Boots watched Jill struggle with an oversized flannel bathrobe, one that fit him loosely. For Jill, it was like wrapping herself in a kimono. Meanwhile, he was feeling more and more naked himself.

‘Let me see if I’ve got the whole picture.’ Jill sat down in a rocking chair, his mother’s rocking chair, carried from Ireland and passed down to Boots as an heirloom. ‘We start with Jill Kelly, young and innocent, a student at Fordham University, filled with the hopes and dreams appropriate to young women of her age and station. Then, in a space of thirty minutes, the youth, the innocence, the hopes and the dreams come crashing down – she is raped within sight of her father’s body. Shamed and humiliated as she is by her defilement, she can’t bring herself to speak the unspeakable, not to the street cops who appear first, or to the hardened detectives who follow. So she clutches her secret to her heart and holds her tongue. Months pass, then years. She quits school, becomes a cop, her great secret all the while corrupting her heart and her soul until she’s fully transformed. Until she becomes Crazy Jill Kelly.’
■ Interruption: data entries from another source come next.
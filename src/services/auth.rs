//! Password accounts: signup, sign-in, role resolution, password reset.
//!
//! DESIGN
//! ======
//! Passwords are stored as Argon2 PHC strings. Reset tokens are random
//! 32-byte values sent by email; only their SHA-256 digest is stored, each
//! is single-use, and consuming one revokes every session the user holds.

use argon2::password_hash::rand_core::OsRng;
use argon2::password_hash::{PasswordHash, PasswordHasher, PasswordVerifier, SaltString};
use argon2::Argon2;
use serde::Serialize;
use sha2::{Digest, Sha256};
use sqlx::{PgPool, Row};
use uuid::Uuid;

use super::session;
use crate::config::AdminAllowList;
use crate::validation::{FieldErrors, normalize_email};

pub const PASSWORD_MIN_CHARS: usize = 6;
pub const PASSWORD_MAX_CHARS: usize = 128;
pub const FULL_NAME_MAX_CHARS: usize = 100;

#[derive(Debug, thiserror::Error)]
pub enum AuthError {
    #[error(transparent)]
    Validation(#[from] FieldErrors),
    #[error("An account with this email already exists")]
    EmailTaken,
    #[error("Invalid email or password")]
    InvalidCredentials,
    #[error("This reset link is invalid or has expired")]
    InvalidResetToken,
    #[error("password hashing failed: {0}")]
    PasswordHash(String),
    #[error("database error: {0}")]
    Db(#[from] sqlx::Error),
}

impl crate::frame::ErrorCode for AuthError {
    fn error_code(&self) -> &'static str {
        match self {
            Self::Validation(_) => "E_VALIDATION",
            Self::EmailTaken => "E_EMAIL_TAKEN",
            Self::InvalidCredentials => "E_INVALID_CREDENTIALS",
            Self::InvalidResetToken => "E_INVALID_RESET_TOKEN",
            Self::PasswordHash(_) => "E_PASSWORD_HASH",
            Self::Db(_) => "E_DATABASE",
        }
    }
}

// =============================================================================
// ROLES
// =============================================================================

#[derive(Debug, Clone, Copy, PartialEq, Eq, Serialize)]
#[serde(rename_all = "lowercase")]
pub enum Role {
    Admin,
    Guest,
}

impl Role {
    #[must_use]
    pub fn as_str(self) -> &'static str {
        match self {
            Self::Admin => "admin",
            Self::Guest => "guest",
        }
    }
}

/// Role assigned at signup: admin only for allow-listed emails.
#[must_use]
pub fn initial_role(email: &str, admins: &AdminAllowList) -> Role {
    if admins.contains(email) { Role::Admin } else { Role::Guest }
}

/// Effective role: the stored role must be `admin` and the email must still
/// be on the allow-list.
#[must_use]
pub fn resolve_role(stored_role: &str, email: &str, admins: &AdminAllowList) -> Role {
    if stored_role != "admin" {
        return Role::Guest;
    }
    if !admins.contains(email) {
        tracing::warn!(%email, "stored admin role not on allow-list; treating as guest");
        return Role::Guest;
    }
    Role::Admin
}

// =============================================================================
// PASSWORDS
// =============================================================================

/// # Errors
///
/// Returns [`AuthError::PasswordHash`] if Argon2 rejects the input.
pub fn hash_password(password: &str) -> Result<String, AuthError> {
    let salt = SaltString::generate(&mut OsRng);
    Argon2::default()
        .hash_password(password.as_bytes(), &salt)
        .map(|hash| hash.to_string())
        .map_err(|e| AuthError::PasswordHash(e.to_string()))
}

#[must_use]
pub fn verify_password(password: &str, hash: &str) -> bool {
    let Ok(parsed) = PasswordHash::new(hash) else {
        return false;
    };
    Argon2::default()
        .verify_password(password.as_bytes(), &parsed)
        .is_ok()
}

#[must_use]
pub fn hash_reset_token(token: &str) -> String {
    let digest = Sha256::digest(token.as_bytes());
    session::bytes_to_hex(&digest)
}

// =============================================================================
// INPUT CHECKS
// =============================================================================

#[derive(Debug, Clone, PartialEq, Eq)]
pub struct SignUpInput {
    pub email: String,
    pub password: String,
    pub full_name: Option<String>,
}

fn check_new_password(errors: &mut FieldErrors, field: &str, password: &str) {
    errors.check_length(
        field,
        password,
        PASSWORD_MIN_CHARS,
        PASSWORD_MAX_CHARS,
        "Password must be at least 6 characters",
    );
}

/// Normalize and check signup input.
///
/// # Errors
///
/// Returns every failing field.
pub fn validate_sign_up(email: &str, password: &str, full_name: Option<&str>) -> Result<SignUpInput, FieldErrors> {
    let mut errors = FieldErrors::new();
    let email = email.trim().to_ascii_lowercase();
    errors.check_email("email", &email, "Please enter a valid email address");
    check_new_password(&mut errors, "password", password);

    let full_name = full_name.map(str::trim).filter(|n| !n.is_empty());
    if let Some(name) = full_name {
        errors.check_length("fullName", name, 0, FULL_NAME_MAX_CHARS, "");
    }
    errors.into_result()?;

    Ok(SignUpInput { email, password: password.to_string(), full_name: full_name.map(str::to_string) })
}

/// # Errors
///
/// Returns every failing field.
pub fn validate_sign_in(email: &str, password: &str) -> Result<String, FieldErrors> {
    let mut errors = FieldErrors::new();
    let email = email.trim().to_ascii_lowercase();
    errors.check_email("email", &email, "Please enter a valid email address");
    errors.check_required("password", password, "Password is required");
    errors.into_result()?;
    Ok(email)
}

/// # Errors
///
/// Returns every failing field; a mismatch is reported on `confirmPassword`.
pub fn validate_new_password(password: &str, confirm_password: &str) -> Result<(), FieldErrors> {
    let mut errors = FieldErrors::new();
    check_new_password(&mut errors, "password", password);
    if password != confirm_password {
        errors.add("confirmPassword", "Passwords don't match");
    }
    errors.into_result()
}

// =============================================================================
// ACCOUNTS
// =============================================================================

#[derive(Debug, Clone)]
pub struct Account {
    pub user_id: Uuid,
    pub email: String,
    pub full_name: Option<String>,
    pub role: Role,
}

/// Create the user, profile, and role rows in one transaction.
///
/// # Errors
///
/// [`AuthError::EmailTaken`] when the address is registered.
pub async fn sign_up(pool: &PgPool, admins: &AdminAllowList, input: &SignUpInput) -> Result<Account, AuthError> {
    let password_hash = hash_password(&input.password)?;
    let role = initial_role(&input.email, admins);

    let mut tx = pool.begin().await?;
    let row = sqlx::query(
        r"INSERT INTO users (email, password_hash)
          VALUES ($1, $2)
          ON CONFLICT (email) DO NOTHING
          RETURNING id",
    )
    .bind(&input.email)
    .bind(&password_hash)
    .fetch_optional(&mut *tx)
    .await?;
    let Some(row) = row else {
        return Err(AuthError::EmailTaken);
    };
    let user_id: Uuid = row.get("id");

    sqlx::query("INSERT INTO profiles (user_id, full_name, email) VALUES ($1, $2, $3)")
        .bind(user_id)
        .bind(&input.full_name)
        .bind(&input.email)
        .execute(&mut *tx)
        .await?;
    sqlx::query("INSERT INTO user_roles (user_id, role) VALUES ($1, $2)")
        .bind(user_id)
        .bind(role.as_str())
        .execute(&mut *tx)
        .await?;
    tx.commit().await?;

    tracing::info!(%user_id, role = role.as_str(), "account created");
    Ok(Account { user_id, email: input.email.clone(), full_name: input.full_name.clone(), role })
}

/// # Errors
///
/// [`AuthError::InvalidCredentials`] for an unknown email or wrong password.
pub async fn sign_in(pool: &PgPool, email: &str, password: &str) -> Result<Uuid, AuthError> {
    let row = sqlx::query("SELECT id, password_hash FROM users WHERE email = $1")
        .bind(email)
        .fetch_optional(pool)
        .await?;
    let Some(row) = row else {
        return Err(AuthError::InvalidCredentials);
    };
    let hash: String = row.get("password_hash");
    if !verify_password(password, &hash) {
        return Err(AuthError::InvalidCredentials);
    }
    Ok(row.get("id"))
}

// =============================================================================
// PASSWORD RESET
// =============================================================================

/// Issue a reset token for a registered email. Returns `None` for unknown
/// addresses so callers can answer identically either way.
///
/// # Errors
///
/// [`AuthError::Validation`] for a malformed address.
pub async fn request_password_reset(pool: &PgPool, email: &str) -> Result<Option<(String, String)>, AuthError> {
    let Some(normalized) = normalize_email(email) else {
        let mut errors = FieldErrors::new();
        errors.add("email", "Please enter a valid email address");
        return Err(errors.into());
    };

    let row = sqlx::query("SELECT id FROM users WHERE email = $1")
        .bind(&normalized)
        .fetch_optional(pool)
        .await?;
    let Some(row) = row else {
        return Ok(None);
    };
    let user_id: Uuid = row.get("id");

    sqlx::query("DELETE FROM password_resets WHERE user_id = $1 AND consumed_at IS NULL")
        .bind(user_id)
        .execute(pool)
        .await?;

    let token = session::generate_token();
    sqlx::query("INSERT INTO password_resets (user_id, token_hash) VALUES ($1, $2)")
        .bind(user_id)
        .bind(hash_reset_token(&token))
        .execute(pool)
        .await?;

    Ok(Some((normalized, token)))
}

/// Consume `token`, set the new password, and revoke all sessions.
///
/// # Errors
///
/// [`AuthError::Validation`] for bad passwords; [`AuthError::InvalidResetToken`]
/// when the token is unknown, expired, or already used.
pub async fn reset_password(
    pool: &PgPool,
    token: &str,
    password: &str,
    confirm_password: &str,
) -> Result<Uuid, AuthError> {
    validate_new_password(password, confirm_password)?;
    let password_hash = hash_password(password)?;

    let mut tx = pool.begin().await?;
    let row = sqlx::query(
        r"UPDATE password_resets
          SET consumed_at = now()
          WHERE token_hash = $1
            AND consumed_at IS NULL
            AND expires_at > now()
          RETURNING user_id",
    )
    .bind(hash_reset_token(token.trim()))
    .fetch_optional(&mut *tx)
    .await?;
    let Some(row) = row else {
        return Err(AuthError::InvalidResetToken);
    };
    let user_id: Uuid = row.get("user_id");

    sqlx::query("UPDATE users SET password_hash = $1 WHERE id = $2")
        .bind(&password_hash)
        .bind(user_id)
        .execute(&mut *tx)
        .await?;
    let revoked = session::delete_all_for_user(&mut *tx, user_id).await?;
    tx.commit().await?;

    tracing::info!(%user_id, revoked, "password reset");
    Ok(user_id)
}

#[cfg(test)]
#[path = "auth_test.rs"]
mod tests;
Jill smiled. ‘Have I got it right? Is that the sequence you imagine, Boots?’

Unable to produce a verbal response, Boots reached down to draw the sheet to his waist. Jill’s laughter ran straight down into his heart.

‘What I knew,’ she continued, ‘even while it was happening, even while Parker slammed into me, was that the brand of justice offered by the state just wasn’t gonna be good enough. That’s why I kept the rape to myself. Now, I’m not saying that I wasn’t humiliated, or that I wasn’t ashamed. I just knew that pointing out my assailant in a courtroom wouldn’t cleanse me of shame and humiliation, that what rape victims usually find in a courtroom is more shame and more humiliation.’

Boots watched Jill light another cigarette. ‘Cleansed by blood,’ he said, ‘that was option number two, right?’ He gave her a chance to reply. When she didn’t, he said, ‘Well, did it work? Are you cleansed?’